■ Problem to solve
When you find the word "tagName" in a line of the entries, please copy the whole line.

══ Data shown ══

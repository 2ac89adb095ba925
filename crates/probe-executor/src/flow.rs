//! Goal-to-report flow runner

use crate::executor::{AdaptiveExecutor, SequenceOptions};
use chrono::{DateTime, Utc};
use probe_core::{Action, SequenceResult};
use probe_planning::{optimize, WorkflowDecomposer};
use serde::{Deserialize, Serialize};
use tracing::info;
use uuid::Uuid;

/// Everything one flow run produced
#[derive(Debug, Clone, PartialEq, Serialize, Deserialize)]
pub struct FlowReport {
    pub run_id: Uuid,
    pub goal: String,
    /// Optimized action list that was executed
    pub actions: Vec<Action>,
    pub result: SequenceResult,
    pub started_at: DateTime<Utc>,
    pub finished_at: DateTime<Utc>,
    #[serde(default, skip_serializing_if = "Option::is_none")]
    pub final_url: Option<String>,
}

impl FlowReport {
    pub fn success(&self) -> bool {
        self.result.success
    }
}

/// Actions for `goal`, preceded by a visit to `start_url` when given
pub fn plan_flow(goal: &str, start_url: Option<&str>) -> Vec<Action> {
    let mut actions = Vec::new();
    if let Some(url) = start_url {
        actions.push(Action::navigate(url));
    }
    actions.extend(WorkflowDecomposer::new().decompose(goal));
    optimize(&actions)
}

/// Decompose `goal`, execute it with a fresh context and report.
///
/// ```no_run
/// use probe_browser::BrowserSession;
/// use probe_core::config::{BrowserSettings, ExecutorConfig};
/// use probe_executor::{run_flow, AdaptiveExecutor, SequenceOptions};
/// use std::sync::Arc;
///
/// # async fn example() -> probe_core::Result<()> {
/// let session = BrowserSession::launch(&BrowserSettings::default()).await?;
/// let executor = AdaptiveExecutor::new(Arc::new(session), ExecutorConfig::default());
/// let report = run_flow(
///     &executor,
///     "Sign up with email test@example.com and password SecurePass123, then submit",
///     Some("http://localhost:3000"),
///     SequenceOptions::default(),
/// )
/// .await;
/// println!("{}", serde_json::to_string_pretty(&report)?);
/// # Ok(())
/// # }
/// ```
pub async fn run_flow(
    executor: &AdaptiveExecutor,
    goal: &str,
    start_url: Option<&str>,
    options: SequenceOptions,
) -> FlowReport {
    let run_id = Uuid::new_v4();
    let started_at = Utc::now();
    let actions = plan_flow(goal, start_url);
    info!(%run_id, steps = actions.len(), "Running flow: {}", goal);

    let result = executor.execute_sequence(&actions, options).await;
    let final_url = executor.current_url().await;
    let finished_at = Utc::now();
    info!(
        %run_id,
        success = result.success,
        elapsed_ms = (finished_at - started_at).num_milliseconds(),
        "Flow finished"
    );

    FlowReport {
        run_id,
        goal: goal.to_string(),
        actions,
        result,
        started_at,
        finished_at,
        final_url,
    }
}

#[cfg(test)]
mod tests {
    use super::*;
    use probe_core::ActionKind;

    #[test]
    fn test_plan_flow_starts_at_url() {
        let actions = plan_flow("click the Save button", Some("http://localhost:3000"));
        assert_eq!(actions[0].kind, ActionKind::Navigate);
        assert_eq!(actions[0].value.as_deref(), Some("http://localhost:3000"));
        assert_eq!(actions.last().map(|a| a.kind), Some(ActionKind::Click));
    }

    #[test]
    fn test_plan_flow_without_url() {
        let actions = plan_flow("click the Save button", None);
        assert_eq!(actions.len(), 1);
        assert_eq!(actions[0].target.as_deref(), Some("Save button"));
    }
}
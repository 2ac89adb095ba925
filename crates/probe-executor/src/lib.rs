//! Probe Executor - run action lists against a live page
//!
//! [`AdaptiveExecutor`] executes one [`Action`](probe_core::Action) at a
//! time. Each attempt is a transition of a pure state machine
//! ([`state_machine::transition`]); the executor performs the effects:
//!
//! - stale element: short wait, same selector
//! - not found: next candidate (or a model-suggested selector), then the
//!   one-shot rescues (iframes, then shadow roots)
//! - timeout / unknown: back off and retry until the budget runs out
//!
//! [`AdaptiveExecutor::execute_sequence`] runs actions in order with a
//! shared [`ExecutionContext`](probe_core::ExecutionContext), and
//! [`run_flow`] goes from goal text to a [`FlowReport`].
//!
//! # Example
//!
//! ```no_run
//! use probe_browser::{MockDriver, PageBuilder};
//! use probe_core::config::ExecutorConfig;
//! use probe_core::{Action, ExecutionContext};
//! use probe_executor::AdaptiveExecutor;
//! use std::sync::Arc;
//!
//! # async fn example() {
//! let page = PageBuilder::new("http://localhost/")
//!     .button("Save")
//!     .build();
//! let executor = AdaptiveExecutor::new(Arc::new(MockDriver::with_page(page)), ExecutorConfig::default());
//! let result = executor
//!     .execute(&Action::click("Save button"), &mut ExecutionContext::new())
//!     .await;
//! assert!(result.success);
//! # }
//! ```

mod executor;
mod flow;
pub mod rescue;
pub mod state_machine;
pub mod targeting;

pub use executor::{AdaptiveExecutor, SequenceOptions};
pub use flow::{plan_flow, run_flow, FlowReport};
pub use probe_browser::{analyze_ui, verify_page, PageVerification, UiAnalysis};
pub use state_machine::{transition, AttemptEvent, AttemptState, Effect, RetryPolicy};
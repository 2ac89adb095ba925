//! Bounded, TTL-evicting memo for goal-parse results

use lru::LruCache;
use parking_lot::Mutex;
use std::hash::Hash;
use std::num::NonZeroUsize;
use std::time::{Duration, Instant};

/// Upper bound on entries, whatever the configuration asks for
pub const MAX_CAPACITY: usize = 100;

struct Entry<V> {
    value: V,
    stored_at: Instant,
}

/// LRU cache whose entries also expire after `ttl`
pub struct TtlCache<K: Hash + Eq, V: Clone> {
    inner: Mutex<LruCache<K, Entry<V>>>,
    ttl: Duration,
}

impl<K: Hash + Eq, V: Clone> TtlCache<K, V> {
    pub fn new(capacity: usize, ttl: Duration) -> Self {
        let cap = NonZeroUsize::new(capacity.clamp(1, MAX_CAPACITY)).unwrap_or(NonZeroUsize::MIN);
        Self {
            inner: Mutex::new(LruCache::new(cap)),
            ttl,
        }
    }

    /// Fresh value for `key`; an expired entry is dropped on the way
    pub fn get(&self, key: &K) -> Option<V> {
        let mut guard = self.inner.lock();
        let expired = match guard.get(key) {
            Some(entry) if entry.stored_at.elapsed() <= self.ttl => return Some(entry.value.clone()),
            Some(_) => true,
            None => false,
        };
        if expired {
            guard.pop(key);
        }
        None
    }

    pub fn put(&self, key: K, value: V) {
        self.inner.lock().put(
            key,
            Entry {
                value,
                stored_at: Instant::now(),
            },
        );
    }

    pub fn len(&self) -> usize {
        self.inner.lock().len()
    }

    pub fn is_empty(&self) -> bool {
        self.len() == 0
    }

    pub fn capacity(&self) -> usize {
        self.inner.lock().cap().get()
    }

    pub fn clear(&self) {
        self.inner.lock().clear();
    }
}
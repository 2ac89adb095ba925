//! In-page scripts
//!
//! Every script evaluates to a JSON string so results survive the CDP
//! round trip regardless of how the runtime serializes objects.

use serde::Serialize;

/// Element interaction performed inside a rescue scope
#[derive(Debug, Clone, PartialEq, Eq, Serialize)]
#[serde(tag = "kind", content = "value", rename_all = "lowercase")]
pub enum ElementAction {
    Click,
    Fill(String),
    Select(String),
}

impl std::fmt::Display for ElementAction {
    fn fmt(&self, f: &mut std::fmt::Formatter<'_>) -> std::fmt::Result {
        match self {
            Self::Click => write!(f, "click"),
            Self::Fill(_) => write!(f, "fill"),
            Self::Select(_) => write!(f, "select"),
        }
    }
}

/// Where a rescue looks for the element
#[derive(Debug, Clone, Copy, PartialEq, Eq)]
pub enum RescueScope {
    /// Same-origin iframes, first element found wins
    Frames,
    /// Open shadow roots, first match wins
    ShadowRoots,
}

impl std::fmt::Display for RescueScope {
    fn fmt(&self, f: &mut std::fmt::Formatter<'_>) -> std::fmt::Result {
        match self {
            Self::Frames => write!(f, "iframe"),
            Self::ShadowRoots => write!(f, "shadow_root"),
        }
    }
}

/// Captures the page into the `DomSnapshot` shape and stamps every element
/// with `data-probe-index`
pub const SNAPSHOT_SCRIPT: &str = r#"
JSON.stringify((() => {
  const elements = [];
  const forms = Array.from(document.forms);
  const skip = new Set(['SCRIPT', 'STYLE', 'NOSCRIPT', 'TEMPLATE']);
  const ownText = (el) => Array.from(el.childNodes)
    .filter((n) => n.nodeType === Node.TEXT_NODE)
    .map((n) => n.textContent.trim())
    .filter((t) => t.length > 0)
    .join(' ');
  const visit = (el, parent, inShadow) => {
    if (skip.has(el.tagName)) return;
    const index = elements.length;
    el.setAttribute('data-probe-index', String(index));
    const attributes = {};
    for (const a of Array.from(el.attributes)) {
      if (a.name !== 'data-probe-index') attributes[a.name] = a.value;
    }
    const owner = el.form || el.closest('form');
    elements.push({
      index,
      tag: el.tagName.toLowerCase(),
      type: el.getAttribute('type'),
      id: el.id || null,
      name: el.getAttribute('name'),
      value: ('value' in el && typeof el.value === 'string') ? el.value : el.getAttribute('value'),
      text: ownText(el),
      placeholder: el.getAttribute('placeholder'),
      attributes,
      parent,
      checked: !!el.checked,
      required: !!el.required,
      form: owner ? forms.indexOf(owner) : null,
      inShadow,
    });
    for (const child of Array.from(el.children)) visit(child, index, inShadow);
    if (el.shadowRoot) {
      for (const child of Array.from(el.shadowRoot.children)) visit(child, index, true);
    }
  };
  if (document.body) visit(document.body, null, false);

  const selectorFor = (el) => {
    if (el.id) return '#' + CSS.escape(el.id);
    const name = el.getAttribute('name');
    if (name) return el.tagName.toLowerCase() + '[name="' + name.replace(/"/g, '\\"') + '"]';
    return '[data-probe-index="' + el.getAttribute('data-probe-index') + '"]';
  };
  const labelFor = (el) => {
    if (el.id) {
      const l = document.querySelector('label[for="' + CSS.escape(el.id) + '"]');
      if (l) return l.textContent.trim();
    }
    const wrap = el.closest('label');
    if (wrap) return wrap.textContent.trim();
    return el.getAttribute('aria-label');
  };
  const formSummaries = forms.map((form, index) => {
    const fields = Array.from(form.elements)
      .filter((f) => !['submit', 'button', 'reset', 'hidden', 'image'].includes(f.type)
        && ['INPUT', 'SELECT', 'TEXTAREA'].includes(f.tagName))
      .map((f) => ({
        name: f.getAttribute('name') || f.id || '',
        type: f.tagName === 'INPUT' ? (f.getAttribute('type') || 'text') : f.tagName.toLowerCase(),
        selector: selectorFor(f),
        id: f.id || null,
        label: labelFor(f),
        placeholder: f.getAttribute('placeholder'),
        required: !!f.required,
      }));
    const submit = form.querySelector('button[type="submit"], input[type="submit"], button:not([type])');
    return {
      index,
      name: form.getAttribute('name'),
      id: form.id || null,
      action: form.getAttribute('action'),
      method: form.getAttribute('method'),
      selector: form.id ? '#' + CSS.escape(form.id)
        : '[data-probe-index="' + form.getAttribute('data-probe-index') + '"]',
      fields,
      submitText: submit ? (submit.textContent.trim() || submit.value || null) : null,
      submitSelector: submit ? selectorFor(submit) : null,
    };
  });

  return {
    url: window.location.href,
    title: document.title,
    elements,
    forms: formSummaries,
    frameCount: document.querySelectorAll('iframe').length,
  };
})())
"#;

/// Records `console.error` calls and uncaught errors into a page global
pub const CONSOLE_HOOK_SCRIPT: &str = r#"
JSON.stringify((() => {
  if (window.__probeConsoleErrors) return true;
  window.__probeConsoleErrors = [];
  const original = console.error.bind(console);
  console.error = (...args) => {
    window.__probeConsoleErrors.push(args.map((a) => String(a)).join(' '));
    original(...args);
  };
  window.addEventListener('error', (e) => window.__probeConsoleErrors.push(String(e.message)));
  window.addEventListener('unhandledrejection', (e) => window.__probeConsoleErrors.push(String(e.reason)));
  return true;
})())
"#;

pub const CONSOLE_ERRORS_SCRIPT: &str = "JSON.stringify(window.__probeConsoleErrors || [])";

pub const PAGE_TEXT_SCRIPT: &str = "JSON.stringify(document.body ? document.body.innerText : '')";

pub const PAGE_HTML_SCRIPT: &str = "JSON.stringify(document.documentElement.outerHTML)";

pub const CURRENT_URL_SCRIPT: &str = "JSON.stringify(window.location.href)";

/// Find `selector` inside the given scope and perform `action` on it.
/// Evaluates to `{"found": bool}`.
pub fn rescue_script(scope: RescueScope, selector: &str, action: &ElementAction) -> String {
    let selector = js_string(selector);
    let action = serde_json::to_string(action).unwrap_or_else(|_| "{\"kind\":\"click\"}".into());
    let roots = match scope {
        RescueScope::Frames => {
            r#"Array.from(document.querySelectorAll('iframe')).map((f) => {
      try { return f.contentDocument; } catch (_) { return null; }
    }).filter((d) => d)"#
        }
        RescueScope::ShadowRoots => {
            r#"(() => {
      const found = [];
      const walk = (root) => {
        for (const el of Array.from(root.querySelectorAll('*'))) {
          if (el.shadowRoot) { found.push(el.shadowRoot); walk(el.shadowRoot); }
        }
      };
      walk(document);
      return found;
    })()"#
        }
    };
    format!(
        r#"
JSON.stringify((() => {{
  const selector = {selector};
  const action = {action};
  const roots = {roots};
  for (const root of roots) {{
    const el = root.querySelector(selector);
    if (!el) continue;
    if (action.kind === 'click') {{
      el.click();
    }} else {{
      el.focus();
      el.value = action.value;
      el.dispatchEvent(new Event('input', {{ bubbles: true }}));
      el.dispatchEvent(new Event('change', {{ bubbles: true }}));
    }}
    return {{ found: true }};
  }}
  return {{ found: false }};
}})())
"#
    )
}

/// Quote a Rust string as a JavaScript string literal
pub fn js_string(value: &str) -> String {
    serde_json::to_string(value).unwrap_or_else(|_| "\"\"".to_string())
}
/// Per-run options for [`AdaptiveExecutor::execute_sequence`]
#[derive(Debug, Clone, Default)]
pub struct SequenceOptions {
    /// Checked before each action starts; an in-flight driver call is not interrupted
    pub cancel: CancellationToken,
    /// Values visible to the first action
    pub context: ExecutionContext,
}

impl SequenceOptions {
    pub fn new() -> Self {
        Self::default()
    }

    pub fn with_cancel(mut self, cancel: CancellationToken) -> Self {
        self.cancel = cancel;
        self
    }

    pub fn with_context(mut self, context: ExecutionContext) -> Self {
        self.context = context;
        self
    }
}

/// Where one step ended up
struct StepOutcome {
    retries: u32,
    rescued_by: Option<String>,
    attempted: Vec<String>,
    failure: Option<(FailureKind, String)>,
}

/// Mutable state of one sequence run
struct SequenceRun {
    ctx: ExecutionContext,
    results: Vec<ExecutionResult>,
    non_fatal: Vec<StepFailure>,
    aborted_at: Option<usize>,
    error: Option<String>,
}

impl SequenceRun {
    fn new(ctx: ExecutionContext) -> Self {
        Self {
            ctx,
            results: Vec::new(),
            non_fatal: Vec::new(),
            aborted_at: None,
            error: None,
        }
    }

    fn abort(&mut self, index: usize, reason: impl Into<String>) {
        let reason = reason.into();
        error!("Sequence aborted at step {}: {}", index, reason);
        self.aborted_at = Some(index);
        self.error = Some(ProbeError::SequenceAborted { index, reason }.to_string());
    }

    /// Optional failures never count against success
    fn succeeded(&self) -> bool {
        self.aborted_at.is_none() && self.non_fatal.iter().all(|f| f.optional)
    }
}

/// Executes actions with per-step retries, selector fallback and rescues
pub struct AdaptiveExecutor {
    driver: Arc<dyn Driver>,
    config: ExecutorConfig,
    resolver: FieldResolver,
    inference: FormInferenceEngine,
    model: Option<Arc<dyn LanguageModel>>,
    synthesizer: Mutex<DataSynthesizer>,
}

═══

■ Completed task
    if (skip.has(el.tagName)) return;
      tag: el.tagName.toLowerCase(),
    if (name) return el.tagName.toLowerCase() + '[name="' + name.replace(/"/g, '\\"') + '"]';
        && ['INPUT', 'SELECT', 'TEXTAREA'].includes(f.tagName))
        type: f.tagName === 'INPUT' ? (f.getAttribute('type') || 'text') : f.tagName.toLowerCase(),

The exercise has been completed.